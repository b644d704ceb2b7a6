//! CPU stream backend.
//!
//! Host work executes inline on the submitting thread, so a CPU "stream" has
//! no queue to drain: submission order and completion order are the same
//! thread's program order. The notification still carries the full marker
//! protocol so CPU producers compose with waiters on any domain.

use std::any::Any;
use std::sync::atomic::{AtomicBool, Ordering};
use std::sync::Arc;

use anyhow::Result;
use kern_core::Device;
use tracing::debug;

use super::backoff::spin_until;
use super::{ExecutionStream, HostEvent, StreamCommandHandler, StreamNotification};

/// An execution stream for the host domain. Work is synchronous, so
/// `synchronize` is a no-op.
#[derive(Debug)]
pub struct CpuStream;

impl ExecutionStream for CpuStream {
    fn device(&self) -> Device {
        Device::CPU
    }

    fn synchronize(&self) -> Result<()> {
        Ok(())
    }

    fn as_any(&self) -> &dyn Any {
        self
    }
}

/// Notification produced on a CPU stream.
///
/// The producing thread records the marker synchronously inside `notify`,
/// so both wait variants reduce to a host-side block. `wait_on_device` is
/// still host-blocking here: the CPU domain has no device queue to park the
/// wait on.
pub struct CpuNotification {
    ready: AtomicBool,
    event: HostEvent,
}

impl CpuNotification {
    fn new() -> Self {
        Self {
            ready: AtomicBool::new(false),
            event: HostEvent::new(),
        }
    }
}

impl StreamNotification for CpuNotification {
    fn notify(&self) {
        self.event.record();
        self.ready.store(true, Ordering::Release);
    }

    fn wait_on_device(&self, _consumer: &Arc<dyn ExecutionStream>) {
        spin_until(&self.ready);
        self.event.wait();
    }

    fn wait_on_host(&self) {
        spin_until(&self.ready);
        self.event.wait();
    }
}

/// Stream-command handler for the host domain.
#[derive(Debug, Default)]
pub struct CpuStreamHandler;

impl CpuStreamHandler {
    /// Create the host handler.
    pub fn new() -> Self {
        Self
    }
}

impl StreamCommandHandler for CpuStreamHandler {
    fn create_stream(&self) -> Result<Arc<dyn ExecutionStream>> {
        debug!("Created CPU stream");
        Ok(Arc::new(CpuStream))
    }

    fn release_stream(&self, _stream: Arc<dyn ExecutionStream>) -> Result<()> {
        Ok(())
    }

    fn create_notification(
        &self,
        _producer: &Arc<dyn ExecutionStream>,
    ) -> Result<Arc<dyn StreamNotification>> {
        Ok(Arc::new(CpuNotification::new()))
    }
}
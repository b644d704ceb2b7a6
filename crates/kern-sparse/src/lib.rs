//! KERN Sparse Format Converter
//!
//! Conversions among dense, COO, and CSR tensor representations, with
//! optional transpose and device staging:
//! - Dense to sparse: a single width-generic scan gathers nonzero values and
//!   indices in either COO (linear or 2-D) or CSR layout
//! - Sparse to dense: zero-fill then place each stored value at its derived
//!   flat position, with full bounds validation
//! - Index rewrites: COO ⇄ CSR with missing-row boundary fill, and a
//!   transpose path that emits a value-permutation vector instead of
//!   re-copying value storage
//! - Sorted-index intersection for sparsity-pattern matching
//!
//! ## Architecture
//!
//! Every conversion entry point takes the data-transfer registry, a
//! host-capable allocator, and a destination allocator. Off-host sources are
//! staged to the host, the rewrite runs on host memory, and off-host
//! destinations receive a final copy-out, so results are identical wherever
//! the operands live. String tensors convert on the host only.
//!
//! ## Example
//!
//! ```rust
//! use kern_core::Tensor;
//! use kern_providers::{create_transfer_registry, SystemMemoryAllocator};
//! use kern_sparse::{dense_to_sparse_csr, sparse_csr_to_dense};
//!
//! let transfers = create_transfer_registry()?;
//! let cpu = SystemMemoryAllocator::new();
//!
//! let dense = Tensor::from_slice(&[0.0f32, 5.0, 0.0, 3.0, 0.0, 7.0], vec![2, 3])?;
//! let sparse = dense_to_sparse_csr(&transfers, &dense, &cpu, &cpu)?;
//! assert_eq!(sparse.nnz(), 3);
//!
//! let back = sparse_csr_to_dense(&transfers, &sparse, &cpu, &cpu)?;
//! assert_eq!(back.to_vec::<f32>()?, dense.to_vec::<f32>()?);
//! # Ok::<(), anyhow::Error>(())
//! ```

#![deny(missing_docs)]
#![warn(clippy::all)]

pub mod convert;
pub mod error;
pub mod indices;
mod scan;

pub use convert::{
    dense_to_sparse_coo, dense_to_sparse_csr, sparse_coo_to_dense, sparse_csr_to_dense,
};
pub use error::{Result, SparseError};
pub use indices::{
    convert_2d_coo_indices_to_1d, convert_csr_to_coo_indices, coo_1d_indices, csr_indices,
    csr_indices_transposed, scan_for_sparse_matches, CsrIndices,
};
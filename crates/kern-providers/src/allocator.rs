//! Memory allocator implementations for execution providers.
//!
//! Allocators hand out zero-initialized [`TensorBuffer`]s attributed to a
//! single device. The format converter receives one host-capable allocator
//! for staging and one destination allocator per call; both must tolerate
//! concurrent allocation, which these implementations do by keeping their
//! statistics behind a mutex.

use std::sync::{Arc, Mutex};

use anyhow::{anyhow, Result};
use kern_core::{Device, MemoryInfo, MemoryType, TensorAllocator, TensorBuffer};
use thiserror::Error;
use tracing::debug;

/// Distinct, retryable signal for device memory exhaustion.
///
/// Surfaced when an emulated device allocator cannot satisfy a request
/// within its configured capacity. Callers may downcast an `anyhow::Error`
/// to this type to distinguish a retryable condition from fatal device-API
/// programming errors.
#[derive(Debug, Error)]
#[error("device memory exhausted: requested {requested} bytes with {available} of {capacity} available")]
pub struct ResourceExhausted {
    /// Bytes requested by the failed allocation.
    pub requested: usize,
    /// Bytes still available within the capacity budget.
    pub available: usize,
    /// Total configured capacity in bytes.
    pub capacity: usize,
}

/// Allocation statistics shared by the allocator implementations.
#[derive(Debug, Default, Clone)]
pub struct AllocatorStats {
    /// Total bytes handed out over the allocator's lifetime.
    pub total_allocated: usize,
    /// Largest single allocation served.
    pub largest_allocation: usize,
    /// Number of allocations served.
    pub allocation_count: usize,
}

/// Host-RAM allocator backed by ordinary heap allocation.
#[derive(Debug, Default)]
pub struct SystemMemoryAllocator {
    stats: Arc<Mutex<AllocatorStats>>,
}

impl SystemMemoryAllocator {
    /// Create a new host allocator.
    pub fn new() -> Self {
        Self::default()
    }

    /// Snapshot of allocation statistics.
    pub fn stats(&self) -> AllocatorStats {
        self.stats.lock().unwrap().clone()
    }
}

impl TensorAllocator for SystemMemoryAllocator {
    fn allocate(&self, nbytes: usize) -> Result<TensorBuffer> {
        {
            let mut stats = self.stats.lock().unwrap();
            stats.total_allocated += nbytes;
            stats.largest_allocation = stats.largest_allocation.max(nbytes);
            stats.allocation_count += 1;
        }

        debug!("Allocated {} bytes of host memory", nbytes);

        Ok(TensorBuffer {
            data: vec![0u8; nbytes],
            device: Device::CPU,
            memory_type: MemoryType::SystemRAM,
        })
    }

    fn device(&self) -> Device {
        Device::CPU
    }

    fn memory_info(&self) -> MemoryInfo {
        let stats = self.stats.lock().unwrap();
        MemoryInfo {
            total_bytes: usize::MAX,
            allocated_bytes: stats.total_allocated,
            peak_bytes: stats.largest_allocation,
        }
    }
}

/// Capacity-limited allocator for the emulated GPU backend.
///
/// Buffers are device-local in attribution; the backing storage is a host
/// shadow the emulated device operates on. Requests beyond the remaining
/// capacity fail with [`ResourceExhausted`] rather than a generic error so
/// the caller can retry after freeing device memory.
#[derive(Debug)]
pub struct GpuMemoryAllocator {
    device: Device,
    capacity: usize,
    state: Mutex<GpuAllocatorState>,
}

#[derive(Debug, Default)]
struct GpuAllocatorState {
    in_use: usize,
    peak: usize,
    stats: AllocatorStats,
}

impl GpuMemoryAllocator {
    /// Create an allocator for the given device ordinal with a byte budget.
    pub fn new(device_id: usize, capacity: usize) -> Self {
        Self {
            device: Device::gpu(device_id),
            capacity,
            state: Mutex::new(GpuAllocatorState::default()),
        }
    }

    /// Return `nbytes` to the capacity budget once a buffer is discarded.
    ///
    /// The emulated backend has no device-side garbage collection; staging
    /// code calls this when a temporary device buffer is dropped.
    pub fn release(&self, nbytes: usize) {
        let mut state = self.state.lock().unwrap();
        state.in_use = state.in_use.saturating_sub(nbytes);
        debug!("Released {} bytes on {}", nbytes, self.device);
    }
}

impl TensorAllocator for GpuMemoryAllocator {
    fn allocate(&self, nbytes: usize) -> Result<TensorBuffer> {
        let mut state = self.state.lock().unwrap();
        let available = self.capacity - state.in_use;
        if nbytes > available {
            return Err(anyhow!(ResourceExhausted {
                requested: nbytes,
                available,
                capacity: self.capacity,
            }));
        }
        state.in_use += nbytes;
        state.peak = state.peak.max(state.in_use);
        state.stats.total_allocated += nbytes;
        state.stats.largest_allocation = state.stats.largest_allocation.max(nbytes);
        state.stats.allocation_count += 1;

        debug!("Allocated {} bytes on {}", nbytes, self.device);

        Ok(TensorBuffer {
            data: vec![0u8; nbytes],
            device: self.device,
            memory_type: MemoryType::DeviceLocal,
        })
    }

    fn device(&self) -> Device {
        self.device
    }

    fn memory_info(&self) -> MemoryInfo {
        let state = self.state.lock().unwrap();
        MemoryInfo {
            total_bytes: self.capacity,
            allocated_bytes: state.in_use,
            peak_bytes: state.peak,
        }
    }
}

#[cfg(test)]
mod tests {
    use super::*;

    #[test]
    fn test_system_allocator() -> Result<()> {
        let allocator = SystemMemoryAllocator::new();

        let buffer = allocator.allocate(40)?;
        assert_eq!(buffer.data.len(), 40);
        assert!(buffer.data.iter().all(|&b| b == 0));
        assert_eq!(buffer.memory_type, MemoryType::SystemRAM);
        assert!(buffer.device.is_cpu());

        let info = allocator.memory_info();
        assert_eq!(info.allocated_bytes, 40);
        assert_eq!(allocator.stats().allocation_count, 1);

        Ok(())
    }

    #[test]
    fn test_gpu_allocator_capacity() -> Result<()> {
        let allocator = GpuMemoryAllocator::new(0, 128);

        let buffer = allocator.allocate(96)?;
        assert_eq!(buffer.device, Device::gpu(0));
        assert_eq!(buffer.memory_type, MemoryType::DeviceLocal);

        // Budget has 32 bytes left; the next request must fail retryably.
        let err = allocator.allocate(64).unwrap_err();
        let exhausted = err
            .downcast_ref::<ResourceExhausted>()
            .expect("error should downcast to ResourceExhausted");
        assert_eq!(exhausted.requested, 64);
        assert_eq!(exhausted.available, 32);

        allocator.release(96);
        assert!(allocator.allocate(64).is_ok());

        Ok(())
    }

    #[test]
    fn test_gpu_allocator_peak_tracking() -> Result<()> {
        let allocator = GpuMemoryAllocator::new(1, 1024);
        let _a = allocator.allocate(100)?;
        let _b = allocator.allocate(200)?;
        allocator.release(100);

        let info = allocator.memory_info();
        assert_eq!(info.allocated_bytes, 200);
        assert_eq!(info.peak_bytes, 300);
        Ok(())
    }
}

→ WORK INSTRUCTION:
Find where the line with "fn synchronize(&self) ->" sits in the material above, then copy exactly from it through the line with "pub struct CpuNotification". Add no other line.

→ OUTPUT BELOW:
    fn synchronize(&self) -> Result<()> {
        Ok(())
    }

    fn as_any(&self) -> &dyn Any {
        self
    }
}

/// Notification produced on a CPU stream.
///
/// The producing thread records the marker synchronously inside `notify`,
/// so both wait variants reduce to a host-side block. `wait_on_device` is
/// still host-blocking here: the CPU domain has no device queue to park the
/// wait on.
pub struct CpuNotification {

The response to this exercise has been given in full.